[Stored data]
========

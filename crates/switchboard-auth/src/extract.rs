use std::net::IpAddr;

use http::HeaderMap;

/// Credential material found on a request
///
/// A bearer token can be either an API key or a session token; the
/// authenticator tries the session store first and falls back to the
/// credential catalog.
#[derive(Debug, Clone, Default, PartialEq, Eq)]
pub struct CredentialSources {
    /// `Authorization: Bearer` value
    pub bearer: Option<String>,
    /// `X-API-Key` header or `api_key` query parameter
    pub api_key: Option<String>,
    /// `X-Session-Token` header or `session_token` query parameter
    pub session_token: Option<String>,
}

impl CredentialSources {
    /// Whether the request carried any credential material at all
    pub fn is_empty(&self) -> bool {
        self.bearer.is_none() && self.api_key.is_none() && self.session_token.is_none()
    }

    /// Candidate session tokens in priority order
    pub fn session_candidates(&self) -> impl Iterator<Item = &str> {
        self.bearer.as_deref().into_iter().chain(self.session_token.as_deref())
    }

    /// Candidate API keys in priority order
    pub fn api_key_candidates(&self) -> impl Iterator<Item = &str> {
        self.bearer.as_deref().into_iter().chain(self.api_key.as_deref())
    }
}

/// Pull credential material out of headers and query parameters
///
/// Priority: `Authorization: Bearer`, `X-API-Key`, `X-Session-Token`,
/// `session_token` query parameter, `api_key` query parameter.
pub fn extract_sources(headers: &HeaderMap, query: Option<&str>) -> CredentialSources {
    let bearer = headers
        .get(http::header::AUTHORIZATION)
        .and_then(|v| v.to_str().ok())
        .and_then(|v| v.strip_prefix("Bearer "))
        .map(|v| v.trim().to_owned())
        .filter(|v| !v.is_empty());

    let mut api_key = headers
        .get("x-api-key")
        .and_then(|v| v.to_str().ok())
        .map(|v| v.trim().to_owned())
        .filter(|v| !v.is_empty());

    let mut session_token = headers
        .get("x-session-token")
        .and_then(|v| v.to_str().ok())
        .map(|v| v.trim().to_owned())
        .filter(|v| !v.is_empty());

    if let Some(query) = query {
        for pair in query.split('&') {
            let mut parts = pair.splitn(2, '=');
            let key = parts.next().unwrap_or_default();
            let value = parts.next().unwrap_or_default().trim();
            if value.is_empty() {
                continue;
            }
            match key {
                "session_token" if session_token.is_none() => session_token = Some(value.to_owned()),
                "api_key" if api_key.is_none() => api_key = Some(value.to_owned()),
                _ => {}
            }
        }
    }

    CredentialSources {
        bearer,
        api_key,
        session_token,
    }
}

/// Whether the peer address is the loopback interface
///
/// IPv4 `127.0.0.0/8`, IPv6 `::1`, and IPv4-mapped loopback all count.
pub fn is_loopback(addr: IpAddr) -> bool {
    match addr {
        IpAddr::V4(v4) => v4.is_loopback(),
        IpAddr::V6(v6) => v6.is_loopback() || v6.to_ipv4_mapped().is_some_and(|v4| v4.is_loopback()),
    }
}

========

About this task → Nothing but an exact copy of the records belongs in the answer.

Exercise solution →
filename crates/switchboard-auth/src/extract.rs
use std::net::IpAddr;

use http::HeaderMap;

/// Credential material found on a request
///
/// A bearer token can be either an API key or a session token; the
/// authenticator tries the session store first and falls back to the
/// credential catalog.
#[derive(Debug, Clone, Default, PartialEq, Eq)]
pub struct CredentialSources {
    /// `Authorization: Bearer` value
    pub bearer: Option<String>,
    /// `X-API-Key` header or `api_key` query parameter
    pub api_key: Option<String>,
    /// `X-Session-Token` header or `session_token` query parameter
    pub session_token: Option<String>,
}

impl CredentialSources {
    /// Whether the request carried any credential material at all
    pub fn is_empty(&self) -> bool {
        self.bearer.is_none() && self.api_key.is_none() && self.session_token.is_none()
    }

    /// Candidate session tokens in priority order
    pub fn session_candidates(&self) -> impl Iterator<Item = &str> {
        self.bearer.as_deref().into_iter().chain(self.session_token.as_deref())
    }

    /// Candidate API keys in priority order
    pub fn api_key_candidates(&self) -> impl Iterator<Item = &str> {
        self.bearer.as_deref().into_iter().chain(self.api_key.as_deref())
    }
}

/// Pull credential material out of headers and query parameters
///
/// Priority: `Authorization: Bearer`, `X-API-Key`, `X-Session-Token`,
/// `session_token` query parameter, `api_key` query parameter.
pub fn extract_sources(headers: &HeaderMap, query: Option<&str>) -> CredentialSources {
    let bearer = headers
        .get(http::header::AUTHORIZATION)
        .and_then(|v| v.to_str().ok())
        .and_then(|v| v.strip_prefix("Bearer "))
        .map(|v| v.trim().to_owned())
        .filter(|v| !v.is_empty());

    let mut api_key = headers
        .get("x-api-key")
        .and_then(|v| v.to_str().ok())
        .map(|v| v.trim().to_owned())
        .filter(|v| !v.is_empty());

    let mut session_token = headers
        .get("x-session-token")
        .and_then(|v| v.to_str().ok())
        .map(|v| v.trim().to_owned())
        .filter(|v| !v.is_empty());

    if let Some(query) = query {
        for pair in query.split('&') {
            let mut parts = pair.splitn(2, '=');
            let key = parts.next().unwrap_or_default();
            let value = parts.next().unwrap_or_default().trim();
            if value.is_empty() {
                continue;
            }
            match key {
                "session_token" if session_token.is_none() => session_token = Some(value.to_owned()),
                "api_key" if api_key.is_none() => api_key = Some(value.to_owned()),
                _ => {}
            }
        }
    }

    CredentialSources {
        bearer,
        api_key,
        session_token,
    }
}

/// Whether the peer address is the loopback interface
///
/// IPv4 `127.0.0.0/8`, IPv6 `::1`, and IPv4-mapped loopback all count.
pub fn is_loopback(addr: IpAddr) -> bool {
    match addr {
        IpAddr::V4(v4) => v4.is_loopback(),
        IpAddr::V6(v6) => v6.is_loopback() || v6.to_ipv4_mapped().is_some_and(|v4| v4.is_loopback()),
    }
}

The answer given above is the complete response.